August 23, 2009

IMPORTING THE SUPERIOR BREEDERS:

Health Care and Infant Mortality: The Real Story (Steve Chapman, 8/23/09, Townhall)

Our infant mortality rate is double that of Japan or Sweden. But we live different lives, on average, than people in those places. We suffer more obesity (about 10 times as much as the Japanese), and we have more births to teenagers (seven times more than the Swedes). Nearly 40 percent of American babies are born to unwed mothers.

Factors like these are linked to low birth weight in babies, which is a dangerous thing. In a 2007 study for the National Bureau of Economic Research, economists June O'Neill and Dave O'Neill noted that "a multitude of behaviors unrelated to the health care system such as substance abuse, smoking and obesity" are connected "to the low birth weight and preterm births that underlie the infant death syndrome."
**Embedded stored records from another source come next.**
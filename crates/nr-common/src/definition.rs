//! Report definitions: a titled query plus its output target and column rules.

use serde::{Deserialize, Serialize};

/// One report in the nightly run.
#[derive(Debug, Clone, PartialEq, Eq, Serialize, Deserialize)]
pub struct ReportDefinition {
    /// Section heading in the composite document.
    pub title: String,
    /// Query text sent verbatim to the data source.
    pub query: String,
    /// File stem / label for the per-report HTML file.
    pub output_id: String,
    /// Columns (by source name) removed after link injection.
    #[serde(default)]
    pub drop_columns: Vec<String>,
    /// Columns (by source name) to format as timestamps even when the data
    /// source reports them as text.
    #[serde(default)]
    pub timestamp_columns: Vec<String>,
}

impl ReportDefinition {
    pub fn new(
        title: impl Into<String>,
        query: impl Into<String>,
        output_id: impl Into<String>,
    ) -> Self {
        Self {
            title: title.into(),
            query: query.into(),
            output_id: output_id.into(),
            drop_columns: Vec::new(),
            timestamp_columns: Vec::new(),
        }
    }

    pub fn with_drop_columns<I, S>(mut self, columns: I) -> Self
    where
        I: IntoIterator<Item = S>,
        S: Into<String>,
    {
        self.drop_columns = columns.into_iter().map(Into::into).collect();
        self
    }

    pub fn with_timestamp_columns<I, S>(mut self, columns: I) -> Self
    where
        I: IntoIterator<Item = S>,
        S: Into<String>,
    {
        self.timestamp_columns = columns.into_iter().map(Into::into).collect();
        self
    }

    /// File name of the per-report HTML output.
    pub fn file_name(&self) -> String {
        format!("{}.html", self.output_id)
    }
}

const SLOWEST_QUERIES: &str = "\
select concat(first_name, ' ', last_name) as user, time_to_finish as time_taken, \
time_of_exec as Date \
from catissue_query_audit_logs logs \
join catissue_user usr on logs.run_by = usr.identifier \
order by time_to_finish desc limit 5";

const MOST_RUN_SAVED_QUERIES: &str = "\
select logs.query_id, concat(first_name, ' ', last_name) as name, run_by, count(*) as cnt, \
max(time_of_exec) as Date, max(time_to_finish) as time_taken \
from catissue_query_audit_logs logs \
join catissue_user usr on logs.run_by = usr.identifier \
where logs.query_id is not null \
group by logs.query_id, name, run_by \
order by cnt desc limit 5";

const USERS_RUNNING_MOST_QUERIES: &str = "\
select concat(first_name, ' ', last_name) as name, run_by, count(*) as cnt, \
max(time_of_exec) as Date, max(time_to_finish) as time_taken \
from catissue_query_audit_logs logs \
join catissue_user usr on usr.identifier = logs.run_by \
group by run_by, name \
order by cnt desc limit 5";

const SLOWEST_API_CALLS: &str = "\
select concat(usr.first_name, ' ', usr.last_name) as user, logs.url as endpoint, logs.method, \
timestampdiff(second, logs.call_start_time, logs.call_end_time) as time_taken, \
logs.call_start_time, logs.call_end_time \
from os_user_api_calls_log logs \
join catissue_user usr on logs.user_id = usr.identifier \
order by time_taken desc limit 5";

/// The reports produced when the configuration does not supply its own list.
pub fn builtin_definitions() -> Vec<ReportDefinition> {
    vec![
        ReportDefinition::new(
            "Top 5 slowest running queries",
            SLOWEST_QUERIES,
            "slowest_running_queries",
        ),
        ReportDefinition::new(
            "Top 5 most run saved queries",
            MOST_RUN_SAVED_QUERIES,
            "most_run_saved_queries",
        )
        .with_drop_columns(["query_id", "run_by"]),
        ReportDefinition::new(
            "Top 5 users running most queries",
            USERS_RUNNING_MOST_QUERIES,
            "users_running_most_queries",
        )
        .with_drop_columns(["run_by"]),
        ReportDefinition::new(
            "Top 5 slowest API calls",
            SLOWEST_API_CALLS,
            "slowest_api_calls",
        ),
    ]
}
Nicholas Eberstadt, a scholar at the American Enterprise Institute in Washington, also attributes the gap largely to conduct. Comparing white Americans to Norwegians in his 1995 book, "The Tyranny of Numbers," Eberstadt concluded that "white America's higher rates of infant mortality are explained not by poverty (as conventionally construed) or by medical care but rather by the habits, actions and indeed lifestyles of a critical portion of its parents." Whites are not unique in those types of behavior.

African-American babies are far more likely to die than white ones, which is often taken as evidence that poverty and lack of health insurance are to blame. That's entirely plausible until you notice another racial/ethnic gap: Hispanics of Mexican or Central or South American ancestry not only do consistently better than blacks on infant mortality, they do better than whites. Social disadvantage doesn't explain very much.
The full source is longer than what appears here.